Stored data
=== Section Start ===

//! Outgoing simulation events
//!
//! Fire-and-forget notifications for presentation, audio and score
//! submission. The simulation writes them into `Session::events` and never
//! reads them back.

use glam::Vec2;

/// Named sound cues
#[derive(Debug, Clone, Copy, PartialEq, Eq)]
pub enum SoundCue {
    /// Guns fired a volley
    Shoot,
    /// A ship part was destroyed
    Explosion,
    /// An asteroid was destroyed
    AsteroidBreak,
    /// A new wave spawned
    WaveStart,
    /// An asteroid struck the station
    StationHit,
    /// A ship part regained hp
    Repair,
    /// Ship entered the boundary warning band
    Warning,
    /// Fuel crossed a warning threshold
    FuelWarn,
}

impl SoundCue {
    pub fn as_str(&self) -> &'static str {
        match self {
            SoundCue::Shoot => "shoot",
            SoundCue::Explosion => "explosion",
            SoundCue::AsteroidBreak => "asteroidBreak",
            SoundCue::WaveStart => "waveStart",
            SoundCue::StationHit => "stationHit",
            SoundCue::Repair => "repair",
            SoundCue::Warning => "warning",
            SoundCue::FuelWarn => "fuelWarn",
        }
    }
}

/// Something the outside world may want to react to
#[derive(Debug, Clone, PartialEq)]
pub enum SimEvent {
    Sound(SoundCue),
    /// Floating damage/score number at a world position
    FloatText {
        pos: Vec2,
        text: String,
        color: &'static str,
        duration: f32,
    },
    /// A narrative transition was requested
    Beat { node: String },
    /// Run ended; hand the score to the leaderboard
    ScoreSubmitted { final_score: u64 },
}

impl SimEvent {
    pub fn float(pos: Vec2, text: impl Into<String>, color: &'static str, duration: f32) -> Self {
        SimEvent::FloatText {
            pos,
            text: text.into(),
            color,
            duration,
        }
    }
}

/// Float colors
pub mod colors {
    pub const DAMAGE: &str = "#f44";
    pub const STATION_DAMAGE: &str = "#f80";
    pub const SCORE: &str = "#ff0";
    pub const REPAIR: &str = "#4f8";
}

=== Section End ===

Could you return the complete set of entries exactly?

• SOLUTION BELOW:
//! Outgoing simulation events
//!
//! Fire-and-forget notifications for presentation, audio and score
//! submission. The simulation writes them into `Session::events` and never
//! reads them back.

use glam::Vec2;

/// Named sound cues
#[derive(Debug, Clone, Copy, PartialEq, Eq)]
pub enum SoundCue {
    /// Guns fired a volley
    Shoot,
    /// A ship part was destroyed
    Explosion,
    /// An asteroid was destroyed
    AsteroidBreak,
    /// A new wave spawned
    WaveStart,
    /// An asteroid struck the station
    StationHit,
    /// A ship part regained hp
    Repair,
    /// Ship entered the boundary warning band
    Warning,
    /// Fuel crossed a warning threshold
    FuelWarn,
}

impl SoundCue {
    pub fn as_str(&self) -> &'static str {
        match self {
            SoundCue::Shoot => "shoot",
            SoundCue::Explosion => "explosion",
            SoundCue::AsteroidBreak => "asteroidBreak",
            SoundCue::WaveStart => "waveStart",
            SoundCue::StationHit => "stationHit",
            SoundCue::Repair => "repair",
            SoundCue::Warning => "warning",
            SoundCue::FuelWarn => "fuelWarn",
        }
    }
}

/// Something the outside world may want to react to
#[derive(Debug, Clone, PartialEq)]
pub enum SimEvent {
    Sound(SoundCue),
    /// Floating damage/score number at a world position
    FloatText {
        pos: Vec2,
        text: String,
        color: &'static str,
        duration: f32,
    },
    /// A narrative transition was requested
    Beat { node: String },
    /// Run ended; hand the score to the leaderboard
    ScoreSubmitted { final_score: u64 },
}

impl SimEvent {
    pub fn float(pos: Vec2, text: impl Into<String>, color: &'static str, duration: f32) -> Self {
        SimEvent::FloatText {
            pos,
            text: text.into(),
            color,
            duration,
        }
    }
}

/// Float colors
pub mod colors {
    pub const DAMAGE: &str = "#f44";
    pub const STATION_DAMAGE: &str = "#f80";
    pub const SCORE: &str = "#ff0";
    pub const REPAIR: &str = "#4f8";
}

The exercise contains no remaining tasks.